Database design and normalization techniques in DBMS
- Normalization ensures that there is less redundancy and less inconsistency in the data.
- A poorly designed database might result in data being stored twice because the same attributes exist in different tables, or because different records include the same data (for example, storing the address of a customer every time they make a purchase).
- A poorly designed database might result in erroneous data because duplicate data has been incorrectly updated or deleted (for example, if the address for a customer is stored every time they make a purchase but needs to be changed then it is possible to miss one or more records with the old address.
- A fully normalized database is atomic. Each table, group, or attribute, cannot be broken down any further and so there are no repeating groups of attributes.
a ‘name’ attribute could be broken down into ‘first name’ and ‘last name’
an address attribute could be broken down into ‘house number’, ‘street’, ‘town’, ‘county’, and ‘postcode’.
- A fully normalized database has no partial dependencies. A partial dependency is when an attribute depends on part of a composite key but not the whole composite key (note, this point is only relevant to tables with composite keys).
For example, a table for an appointment with a doctor uses a composite key:
appointment(date, time, doctorName, patientID, notes, doctorSpecialism)
The doctorSpecialism attribute depends on the doctorName, but not on the rest of the attributes in the composite primary key.
The solution is to create a separate doctor entity:
doctor(doctorID, doctorName, doctorSpecialism)

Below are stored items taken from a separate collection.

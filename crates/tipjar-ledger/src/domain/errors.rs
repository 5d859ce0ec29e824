//! Error types for the tip ledger.
//!
//! Two layers, kept apart on purpose: [`StoreError`] covers the
//! substrate the ledger runs on, [`TipJarError`] covers the ledger rules
//! callers can violate. Only the latter carry wire codes.

use crate::domain::value_objects::{Address, TipId};
use thiserror::Error;

/// Failures of the key-value substrate underneath the ledger.
#[derive(Debug, Error, Clone, PartialEq, Eq)]
pub enum StoreError {
    /// A store lock was poisoned by a panicking writer.
    #[error("store lock poisoned")]
    LockPoisoned,

    /// The configuration cell was read before deployment seeded it.
    #[error("ledger config missing")]
    ConfigMissing,

    /// A commit staged a tip id that does not match the counter.
    #[error("tip id mismatch: counter at {expected}, staged {actual}")]
    CounterMismatch {
        /// The id the counter would assign next.
        expected: TipId,
        /// The id the rejected commit carried.
        actual: TipId,
    },
}

/// Everything a ledger operation can fail with.
///
/// Rule violations are detected before any state write, so a returned
/// error always means nothing changed.
#[derive(Debug, Error, Clone, PartialEq, Eq)]
pub enum TipJarError {
    /// Tip amount below the configured minimum.
    #[error("tip amount {amount} below minimum {min_tip}")]
    InsufficientAmount {
        /// The offered amount.
        amount: u128,
        /// The minimum in force at submission.
        min_tip: u128,
    },

    /// Caller is not the deployment owner.
    #[error("caller is not the owner")]
    NotOwner {
        /// The rejected caller.
        caller: Address,
    },

    /// Sender and recipient are the same account.
    #[error("sender and recipient are the same account")]
    SelfTip {
        /// The account on both ends.
        account: Address,
    },

    /// Tip message is empty.
    #[error("tip message is empty")]
    EmptyMessage,

    /// Category label outside the fixed set.
    #[error("invalid category: {label:?}")]
    InvalidCategory {
        /// The rejected label.
        label: String,
    },

    /// Tip message exceeds the host string capacity.
    #[error("tip message too long: {length} > {max} bytes")]
    MessageTooLong {
        /// Byte length of the rejected message.
        length: usize,
        /// The capacity bound.
        max: usize,
    },

    /// Tip message contains non-ASCII bytes.
    #[error("tip message contains non-ASCII bytes")]
    MessageNotAscii,

    /// Substrate failure underneath the operation.
    #[error("store error: {0}")]
    Store(#[from] StoreError),
}

impl TipJarError {
    /// The numeric wire code for this error.
    ///
    /// Rule violations map to the stable code space callers dispatch
    /// on; substrate failures have no on-chain representation and
    /// return `None`.
    #[must_use]
    pub fn code(&self) -> Option<u32> {
        match self {
            Self::InsufficientAmount { .. } => Some(100),
            Self::NotOwner { .. } => Some(101),
            Self::SelfTip { .. } => Some(102),
            Self::EmptyMessage => Some(103),
            Self::InvalidCategory { .. } => Some(104),
            Self::MessageTooLong { .. } => Some(105),
            Self::MessageNotAscii => Some(106),
            Self::Store(_) => None,
        }
    }
}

appointment(date, time, doctorID, patientID, notes)
- A fully normalized database has no non-key dependencies. The value of each attribute must only depend on the key. If the value of an attribute can be determined using any other attribute, then it is not independent. If this is the case, then the table normally needs splitting into two further linked tables.
For example, an address entity is designed as follows:
address(addressID, houseNumber, street, town, county, postcode)
Two neighbors have different house numbers, but the same street, town, county, and postcode. The attributes for street, town, and county can be determined from the postcode as well as the primary key addressID, as everyone on that street has the same postcode.
To resolve this, it can then be split into two tables:
address(addressID, houseNumber, postcode)
postcode(postcode, street, town, county)
definitions (on normalization topic)
Normalization – Structuring a database in a way designed to reduce data redundancy and improve integrity.
Redundancy – Not needed, for example, data that is unnecessarily stored twice.
Inconsistency – The result is not always the same.
Third normal form – A database in which all data is atomic, there are no partial dependencies and no nonkey dependencies.